The prevalence of histologic acute chorioamnionitis among HIV infected pregnant women in Uganda and its association with adverse birth outcomes
2019
BACKGROUND:Preterm birth (PTB) is a leading cause of neonatal mortality and longer-term morbidity. Acute chorioamnionitis (ACA) is a common cause of PTB, however, there are limited data on the prevalence of ACA and its association with PTB in resource limited settings. METHODS:Data and samples came from a clinical trial evaluating novel strategies for the prevention of malaria in HIV infected pregnant women in Uganda. Women were enrolled between 12-28 weeks of gestation and followed through delivery. For each placenta delivered, three placental tissue types (membrane roll, umbilical cord and chorionic plate/villous parenchyma) were collected.

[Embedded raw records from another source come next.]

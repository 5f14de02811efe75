//! SQLite-backed key-value store.

use color_eyre::{eyre::eyre, Result};
use rusqlite::{params, Connection, OptionalExtension};
use std::path::{Path, PathBuf};

use super::{check_quota, KeyValueStore, StorageError};

/// Key-value store persisted in a single SQLite table.
pub struct SqliteStore {
  conn: Connection,
  quota: usize,
}

impl SqliteStore {
  /// Open or create the store at `path` (or the default location).
  pub fn open(path: Option<&Path>, quota: usize) -> Result<Self> {
    let path = match path {
      Some(p) => p.to_path_buf(),
      None => Self::default_path()?,
    };

    // Ensure parent directory exists
    if let Some(parent) = path.parent() {
      std::fs::create_dir_all(parent)
        .map_err(|e| eyre!("Failed to create storage directory: {}", e))?;
    }

    let conn = Connection::open(&path)
      .map_err(|e| eyre!("Failed to open storage at {}: {}", path.display(), e))?;

    let store = Self { conn, quota };
    store.run_migrations()?;

    Ok(store)
  }

  /// Get the default database path.
  pub fn default_path() -> Result<PathBuf> {
    let data_dir = dirs::data_dir()
      .or_else(|| dirs::home_dir().map(|p| p.join(".local/share")))
      .ok_or_else(|| eyre!("Could not determine data directory"))?;

    Ok(data_dir.join("holocron").join("storage.db"))
  }

  fn run_migrations(&self) -> Result<()> {
    self
      .conn
      .execute_batch(STORAGE_SCHEMA)
      .map_err(|e| eyre!("Failed to run storage migrations: {}", e))?;
    Ok(())
  }

  fn used_except(&self, key: &str) -> Result<usize, StorageError> {
    let used: i64 = self
      .conn
      .query_row(
        "SELECT COALESCE(SUM(LENGTH(CAST(key AS BLOB)) + LENGTH(CAST(value AS BLOB))), 0)
         FROM local_storage WHERE key != ?",
        params![key],
        |row| row.get(0),
      )
      .map_err(backend_error)?;
    Ok(used.max(0) as usize)
  }
}

const STORAGE_SCHEMA: &str = r#"
CREATE TABLE IF NOT EXISTS local_storage (
    key TEXT PRIMARY KEY,
    value TEXT NOT NULL,
    updated_at TEXT NOT NULL DEFAULT (datetime('now'))
);
"#;

fn backend_error(e: rusqlite::Error) -> StorageError {
  StorageError::Backend(e.to_string())
}

impl KeyValueStore for SqliteStore {
  fn get(&self, key: &str) -> Result<Option<String>, StorageError> {
    self
      .conn
      .query_row(
        "SELECT value FROM local_storage WHERE key = ?",
        params![key],
        |row| row.get(0),
      )
      .optional()
      .map_err(backend_error)
  }

  fn set(&mut self, key: &str, value: &str) -> Result<(), StorageError> {
    check_quota(key, value, self.used_except(key)?, self.quota)?;

    self
      .conn
      .execute(
        "INSERT OR REPLACE INTO local_storage (key, value, updated_at)
         VALUES (?, ?, datetime('now'))",
        params![key, value],
      )
      .map_err(backend_error)?;
    Ok(())
  }

  fn remove(&mut self, key: &str) -> Result<(), StorageError> {
    self
      .conn
      .execute("DELETE FROM local_storage WHERE key = ?", params![key])
      .map_err(backend_error)?;
    Ok(())
  }
}

#[cfg(test)]
mod tests {
  use super::*;
  use crate::storage::{DEFAULT_QUOTA_BYTES, FAVORITES_KEY};

  #[test]
  fn test_values_survive_reopen() {
    let dir = tempfile::tempdir().unwrap();
    let path = dir.path().join("nested").join("storage.db");

    {
      let mut store = SqliteStore::open(Some(&path), DEFAULT_QUOTA_BYTES).unwrap();
      store.set(FAVORITES_KEY, "[]").unwrap();
      store.set(FAVORITES_KEY, r#"[{"uid":"1"}]"#).unwrap();
    }

    let store = SqliteStore::open(Some(&path), DEFAULT_QUOTA_BYTES).unwrap();
    assert_eq!(
      store.get(FAVORITES_KEY).unwrap().as_deref(),
      Some(r#"[{"uid":"1"}]"#)
    );
  }

  #[test]
  fn test_remove_missing_key_is_ok() {
    let dir = tempfile::tempdir().unwrap();
    let mut store = SqliteStore::open(Some(&dir.path().join("s.db")), DEFAULT_QUOTA_BYTES).unwrap();
    store.remove("nope").unwrap();
    assert_eq!(store.get("nope").unwrap(), None);
  }

  #[test]
  fn test_quota_exceeded() {
    let dir = tempfile::tempdir().unwrap();
    let mut store = SqliteStore::open(Some(&dir.path().join("s.db")), 16).unwrap();
    store.set("k", "0123456789").unwrap();

    let err = store.set("other", "0123456789").unwrap_err();
    assert!(matches!(err, StorageError::QuotaExceeded { .. }));
    assert_eq!(store.get("other").unwrap(), None);
  }
}
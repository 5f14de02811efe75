//! Request queue that orchestrates the response cache with network fetching.

use chrono::Duration as TtlDuration;
use serde_json::Value;
use std::collections::VecDeque;
use std::sync::{Arc, Mutex, MutexGuard, PoisonError};
use std::time::Duration;
use tokio::sync::oneshot;
use tracing::{debug, warn};

use super::storage::ResponseCache;
use super::traits::{CacheResult, CacheStats};
use crate::clock::Clock;
use crate::connectivity::ConnectivityFlag;
use crate::swapi::transport::{FetchError, Transport};

/// Timing knobs for the queue
#[derive(Debug, Clone, Copy)]
pub struct QueueSettings {
  /// How long a cached response may be served
  pub ttl: TtlDuration,
  /// Pause between two dispatched requests
  pub delay: Duration,
  /// Upper bound for a single network call
  pub timeout: Duration,
}

impl Default for QueueSettings {
  fn default() -> Self {
    Self {
      ttl: TtlDuration::minutes(30),
      delay: Duration::from_millis(10),
      timeout: Duration::from_secs(10),
    }
  }
}

/// Cache-first, single-flight request queue.
///
/// Fresh cache hits are answered immediately. Misses are appended to a FIFO
/// queue that a single processor task drains one request at a time, pausing
/// `delay` between dispatches so the content API never sees a burst.
///
/// Cloning yields another handle to the same cache and queue.
#[derive(Clone)]
pub struct RequestQueue {
  inner: Arc<Inner>,
}

struct Inner {
  transport: Arc<dyn Transport>,
  cache: ResponseCache,
  clock: Arc<dyn Clock>,
  connectivity: ConnectivityFlag,
  pending: Mutex<Pending>,
  delay: Duration,
  timeout: Duration,
}

#[derive(Default)]
struct Pending {
  requests: VecDeque<PendingRequest>,
  /// Set while a processor task is draining `requests`
  busy: bool,
}

struct PendingRequest {
  url: String,
  responder: oneshot::Sender<Result<Value, FetchError>>,
}

impl RequestQueue {
  pub fn new(
    transport: Arc<dyn Transport>,
    clock: Arc<dyn Clock>,
    connectivity: ConnectivityFlag,
    settings: QueueSettings,
  ) -> Self {
    Self {
      inner: Arc::new(Inner {
        transport,
        cache: ResponseCache::new(settings.ttl),
        clock,
        connectivity,
        pending: Mutex::new(Pending::default()),
        delay: settings.delay,
        timeout: settings.timeout,
      }),
    }
  }

  /// Fetch `url`, serving an unexpired cached response when there is one.
  pub async fn get(&self, url: &str) -> Result<CacheResult<Value>, FetchError> {
    let now = self.inner.clock.now();
    if let Some(entry) = self.inner.cache.get_fresh(url, now) {
      debug!(url, "cache hit");
      return Ok(CacheResult::from_cache(entry.data, entry.timestamp));
    }

    let receiver = self.enqueue(url);
    match receiver.await {
      Ok(result) => result.map(CacheResult::from_network),
      Err(_) => Err(FetchError::Cancelled {
        url: url.to_string(),
      }),
    }
  }

  /// Issue a request outside the queue and cache; true on success.
  pub async fn is_reachable(&self, url: &str) -> bool {
    matches!(self.inner.dispatch(url).await, Ok(_))
  }

  pub fn clear_cache(&self) {
    self.inner.cache.clear();
    debug!("response cache cleared");
  }

  pub fn cache_stats(&self) -> CacheStats {
    self.inner.cache.stats()
  }

  fn enqueue(&self, url: &str) -> oneshot::Receiver<Result<Value, FetchError>> {
    let (responder, receiver) = oneshot::channel();

    let start_processor = {
      let mut pending = self.inner.pending();
      pending.requests.push_back(PendingRequest {
        url: url.to_string(),
        responder,
      });
      // Only the caller that flips the flag spawns a processor
      !std::mem::replace(&mut pending.busy, true)
    };

    if start_processor {
      let inner = Arc::clone(&self.inner);
      tokio::spawn(inner.process());
    }

    receiver
  }
}

impl Inner {
  fn pending(&self) -> MutexGuard<'_, Pending> {
    self.pending.lock().unwrap_or_else(PoisonError::into_inner)
  }

  async fn process(self: Arc<Self>) {
    loop {
      let request = {
        let mut pending = self.pending();
        match pending.requests.pop_front() {
          Some(request) => request,
          None => {
            pending.busy = false;
            return;
          }
        }
      };

      let result = self.dispatch(&request.url).await;
      if let Ok(data) = &result {
        self
          .cache
          .insert(&request.url, data.clone(), self.clock.now());
      }
      // The caller may have gone away; the response is cached regardless
      let _ = request.responder.send(result);

      let more = !self.pending().requests.is_empty();
      if more {
        tokio::time::sleep(self.delay).await;
      }
    }
  }

  async fn dispatch(&self, url: &str) -> Result<Value, FetchError> {
    debug!(url, "dispatching request");
    let result = match tokio::time::timeout(self.timeout, self.transport.get_json(url)).await {
      Ok(result) => result,
      Err(_) => Err(FetchError::Timeout {
        url: url.to_string(),
        after: self.timeout,
      }),
    };

    match &result {
      Ok(_) => self.connectivity.set_online(true),
      Err(e) if e.is_network() => {
        warn!(url, error = %e, "request failed");
        self.connectivity.set_online(false);
      }
      Err(e) => {
        // The server answered, so the host is reachable
        warn!(url, error = %e, "request failed");
        self.connectivity.set_online(true);
      }
    }

    result
  }
}

#[cfg(test)]
mod tests {
  use super::*;
  use crate::clock::ManualClock;
  use crate::connectivity::Connectivity;
  use crate::testing::{start_time, FakeTransport};
  use serde_json::json;

  fn queue_with(transport: Arc<FakeTransport>, clock: ManualClock) -> RequestQueue {
    RequestQueue::new(
      transport,
      Arc::new(clock),
      ConnectivityFlag::default(),
      QueueSettings::default(),
    )
  }

  #[tokio::test(start_paused = true)]
  async fn test_second_request_within_ttl_is_cached() {
    let transport = Arc::new(FakeTransport::new());
    transport.respond("https://api/people", json!({"results": []}));
    let clock = ManualClock::new(start_time());
    let queue = queue_with(transport.clone(), clock.clone());

    let first = queue.get("https://api/people").await.unwrap();
    assert!(!first.is_cached());

    clock.advance(chrono::Duration::minutes(29));
    let second = queue.get("https://api/people").await.unwrap();
    assert!(second.is_cached());
    assert_eq!(second.data, json!({"results": []}));
    assert_eq!(transport.calls(), vec!["https://api/people".to_string()]);
  }

  #[tokio::test(start_paused = true)]
  async fn test_request_after_ttl_refetches_and_updates_timestamp() {
    let transport = Arc::new(FakeTransport::new());
    transport.respond("https://api/planets", json!({"results": []}));
    let clock = ManualClock::new(start_time());
    let queue = queue_with(transport.clone(), clock.clone());

    queue.get("https://api/planets").await.unwrap();
    clock.advance(chrono::Duration::minutes(1));
    let hit = queue.get("https://api/planets").await.unwrap();
    assert_eq!(hit.cached_at, Some(start_time()));

    clock.advance(chrono::Duration::minutes(30));
    let again = queue.get("https://api/planets").await.unwrap();

    assert!(!again.is_cached());
    assert_eq!(transport.calls().len(), 2);

    // The refetched entry carries the new timestamp
    let refreshed = queue.get("https://api/planets").await.unwrap();
    assert!(refreshed.is_cached());
    assert_eq!(
      refreshed.cached_at,
      Some(start_time() + chrono::Duration::minutes(31))
    );
  }

  #[tokio::test(start_paused = true)]
  async fn test_requests_run_one_at_a_time_in_submission_order() {
    let transport = Arc::new(FakeTransport::new().with_latency(Duration::from_millis(50)));
    let urls: Vec<String> = (1..=5).map(|i| format!("https://api/people/{}", i)).collect();
    for url in &urls {
      transport.respond(url, json!({"result": {}}));
    }
    let queue = queue_with(transport.clone(), ManualClock::new(start_time()));

    let results = futures::future::join_all(urls.iter().map(|u| queue.get(u))).await;

    assert!(results.iter().all(|r| r.is_ok()));
    assert_eq!(transport.calls(), urls);
    assert_eq!(transport.max_in_flight(), 1);
  }

  #[tokio::test(start_paused = true)]
  async fn test_failure_rejects_caller_and_is_not_cached() {
    let transport = Arc::new(FakeTransport::new());
    transport.fail(
      "https://api/vehicles",
      FetchError::RateLimited {
        url: "https://api/vehicles".to_string(),
      },
    );
    let queue = queue_with(transport.clone(), ManualClock::new(start_time()));

    let err = queue.get("https://api/vehicles").await.unwrap_err();
    assert!(matches!(err, FetchError::RateLimited { .. }));
    assert_eq!(queue.cache_stats().size, 0);

    // A failed request does not stall the queue
    transport.respond("https://api/vehicles", json!({"results": []}));
    assert!(queue.get("https://api/vehicles").await.is_ok());
  }

  #[tokio::test(start_paused = true)]
  async fn test_slow_request_times_out() {
    let transport = Arc::new(FakeTransport::new().with_latency(Duration::from_secs(20)));
    transport.respond("https://api/films", json!({"results": []}));
    let connectivity = ConnectivityFlag::default();
    let queue = RequestQueue::new(
      transport,
      Arc::new(ManualClock::new(start_time())),
      connectivity.clone(),
      QueueSettings::default(),
    );

    let err = queue.get("https://api/films").await.unwrap_err();
    assert!(matches!(err, FetchError::Timeout { .. }));
    assert!(!connectivity.is_online());
  }

  #[tokio::test(start_paused = true)]
  async fn test_clear_cache_forces_refetch() {
    let transport = Arc::new(FakeTransport::new());
    transport.respond("https://api/species", json!({"results": []}));
    let queue = queue_with(transport.clone(), ManualClock::new(start_time()));

    queue.get("https://api/species").await.unwrap();
    assert_eq!(queue.cache_stats().keys, vec!["https://api/species"]);

    queue.clear_cache();
    queue.get("https://api/species").await.unwrap();
    assert_eq!(transport.calls().len(), 2);
  }
}
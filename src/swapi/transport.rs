//! Outbound HTTP for the content API.

use futures::future::BoxFuture;
use reqwest::StatusCode;
use serde_json::Value;
use std::time::Duration;

/// Failure of a single content API request
#[derive(Debug, Clone, PartialEq, Eq, thiserror::Error)]
pub enum FetchError {
  #[error("network error for {url}: {message}")]
  Network { url: String, message: String },

  #[error("request timeout after {}s for {url}", .after.as_secs())]
  Timeout { url: String, after: Duration },

  #[error("too many requests for {url}, please wait a moment")]
  RateLimited { url: String },

  #[error("HTTP error! status: {status} - {reason} ({url})")]
  Status {
    url: String,
    status: u16,
    reason: String,
  },

  #[error("malformed response from {url}: {message}")]
  Malformed { url: String, message: String },

  #[error("request for {url} was dropped before completing")]
  Cancelled { url: String },
}

impl FetchError {
  /// Whether this failure means the host could not be reached at all
  pub fn is_network(&self) -> bool {
    matches!(self, FetchError::Network { .. } | FetchError::Timeout { .. })
  }
}

/// Performs a GET and decodes the body as JSON.
///
/// Implementations only classify failures; timeouts, caching and ordering
/// are handled by the request queue wrapping them.
pub trait Transport: Send + Sync {
  fn get_json<'a>(&'a self, url: &'a str) -> BoxFuture<'a, Result<Value, FetchError>>;
}

/// reqwest-backed transport
#[derive(Clone)]
pub struct HttpTransport {
  client: reqwest::Client,
}

impl HttpTransport {
  pub fn new() -> color_eyre::Result<Self> {
    let client = reqwest::Client::builder()
      .user_agent(concat!("holocron/", env!("CARGO_PKG_VERSION")))
      .build()
      .map_err(|e| color_eyre::eyre::eyre!("Failed to create HTTP client: {}", e))?;
    Ok(Self { client })
  }

  async fn fetch(&self, url: &str) -> Result<Value, FetchError> {
    let response = self
      .client
      .get(url)
      .send()
      .await
      .map_err(|e| FetchError::Network {
        url: url.to_string(),
        message: e.to_string(),
      })?;

    check_status(url, response.status())?;

    let body = response.text().await.map_err(|e| FetchError::Network {
      url: url.to_string(),
      message: e.to_string(),
    })?;

    serde_json::from_str(&body).map_err(|e| FetchError::Malformed {
      url: url.to_string(),
      message: e.to_string(),
    })
  }
}

impl Transport for HttpTransport {
  fn get_json<'a>(&'a self, url: &'a str) -> BoxFuture<'a, Result<Value, FetchError>> {
    Box::pin(self.fetch(url))
  }
}

/// Map a response status to the error taxonomy.
pub fn check_status(url: &str, status: StatusCode) -> Result<(), FetchError> {
  if status.is_success() {
    return Ok(());
  }
  if status == StatusCode::TOO_MANY_REQUESTS {
    return Err(FetchError::RateLimited {
      url: url.to_string(),
    });
  }
  Err(FetchError::Status {
    url: url.to_string(),
    status: status.as_u16(),
    reason: status.canonical_reason().unwrap_or("Unknown").to_string(),
  })
}
//! Background work whose result is picked up on the UI tick.
//!
//! A `Query<T>` runs its fetcher on the tokio runtime and hands the value
//! back through a oneshot channel. The UI thread calls `poll` on every tick
//! and applies the result to the store with `take`, so the store itself
//! never crosses a task boundary.
//!
//! ```ignore
//! let client = client.clone();
//! let mut refresh = Query::new(move || {
//!   let client = client.clone();
//!   async move { client.fetch_all_lists().await }
//! });
//!
//! refresh.fetch();
//!
//! // On tick
//! if refresh.poll() {
//!   if let Some(outcomes) = refresh.take() {
//!     store.apply_refresh(outcomes);
//!   }
//! }
//! ```

use std::future::Future;
use std::pin::Pin;
use std::time::{Duration, Instant};
use tokio::sync::oneshot;

#[derive(Debug, Clone)]
pub enum QueryState<T> {
  /// Not started, or the last result was taken
  Idle,
  Loading,
  Ready(T),
}

type BoxFuture<T> = Pin<Box<dyn Future<Output = T> + Send>>;

type FetcherFn<T> = Box<dyn Fn() -> BoxFuture<T> + Send + Sync>;

pub struct Query<T> {
  state: QueryState<T>,
  fetcher: FetcherFn<T>,
  receiver: Option<oneshot::Receiver<T>>,
  started_at: Option<Instant>,
  finished_in: Option<Duration>,
}

impl<T: Send + 'static> Query<T> {
  /// The fetcher is called again on every `fetch`/`refetch`.
  pub fn new<F, Fut>(fetcher: F) -> Self
  where
    F: Fn() -> Fut + Send + Sync + 'static,
    Fut: Future<Output = T> + Send + 'static,
  {
    Self {
      state: QueryState::Idle,
      fetcher: Box::new(move || Box::pin(fetcher())),
      receiver: None,
      started_at: None,
      finished_in: None,
    }
  }

  pub fn state(&self) -> &QueryState<T> {
    &self.state
  }

  pub fn data(&self) -> Option<&T> {
    match &self.state {
      QueryState::Ready(data) => Some(data),
      _ => None,
    }
  }

  pub fn is_loading(&self) -> bool {
    matches!(self.state, QueryState::Loading)
  }

  /// How long the last completed run took
  pub fn finished_in(&self) -> Option<Duration> {
    self.finished_in
  }

  /// Start a run unless one is already in progress.
  pub fn fetch(&mut self) {
    if self.is_loading() {
      return;
    }
    self.start();
  }

  /// Start a new run. A run still in progress keeps going but its result
  /// is ignored.
  pub fn refetch(&mut self) {
    self.receiver = None;
    self.start();
  }

  /// Check for a finished run. Returns `true` when the state changed.
  pub fn poll(&mut self) -> bool {
    let Some(receiver) = self.receiver.as_mut() else {
      return false;
    };

    match receiver.try_recv() {
      Ok(data) => {
        self.state = QueryState::Ready(data);
        self.finished_in = self.started_at.map(|t| t.elapsed());
        self.receiver = None;
        true
      }
      Err(oneshot::error::TryRecvError::Empty) => false,
      Err(oneshot::error::TryRecvError::Closed) => {
        tracing::warn!("background task ended without a result");
        self.state = QueryState::Idle;
        self.receiver = None;
        true
      }
    }
  }

  /// Move a ready result out, leaving the query idle.
  pub fn take(&mut self) -> Option<T> {
    match std::mem::replace(&mut self.state, QueryState::Idle) {
      QueryState::Ready(data) => Some(data),
      other => {
        self.state = other;
        None
      }
    }
  }

  fn start(&mut self) {
    let (tx, rx) = oneshot::channel();
    self.receiver = Some(rx);
    self.state = QueryState::Loading;
    self.started_at = Some(Instant::now());

    let future = (self.fetcher)();
    tokio::spawn(async move {
      // The receiver may be gone after a refetch
      let _ = tx.send(future.await);
    });
  }
}

impl<T: std::fmt::Debug> std::fmt::Debug for Query<T> {
  fn fmt(&self, f: &mut std::fmt::Formatter<'_>) -> std::fmt::Result {
    f.debug_struct("Query")
      .field("state", &self.state)
      .field("finished_in", &self.finished_in)
      .finish_non_exhaustive()
  }
}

Slides were assessed for diagnosis of maternal and fetal ACA by microscopic evaluation of neutrophilic infiltration using a standardized grading scale. The primary outcomes were PTB (<37 weeks), low birth weight (LBW, <2500 grams), and small-for-gestational age (SGA, birth weight <10th percentile for age). Univariate and multivariate logistic regression were used to estimate associations between 1) maternal characteristics (age, education, wealth, gravidity, gestational age at enrollment, placental malaria, anti-malarial prophylaxis treatment regimen, HIV disease parameters) and ACA, and 2) associations between ACA and adverse birth outcomes. FINDINGS:A total of 193 placentas were included in the analysis. The prevalence of maternal and fetal ACA was 44.5% and 28.0%, respectively. HIV infected women between 28-43 years of age had a higher risk of maternal ACA compared to those between 17-21 years of age (50.9% vs. 19.1%; aOR = 4.00 (1.10-14.5), p = 0.04) and the diagnosis of severe maternal ACA was associated with a significantly higher risk of PTB (28.6% vs. 6.0%; aOR = 6.04 (1.87-19.5), p = 0.003), LBW (33.3% vs. 9.4%; aOR = 4.86 (1.65-14.3); p = 0.004), and SGA (28.6% vs. 10.1%; aOR = 3.70 (1.20-11.4), p = 0.02). No maternal characteristics were significantly associated with fetal ACA and the diagnosis of fetal ACA was not associated with adverse birth outcomes. CONCLUSIONS:Histological evidence of severe maternal ACA was associated with an increased risk of PTB, LBW, and SGA in HIV infected, pregnant Ugandan women.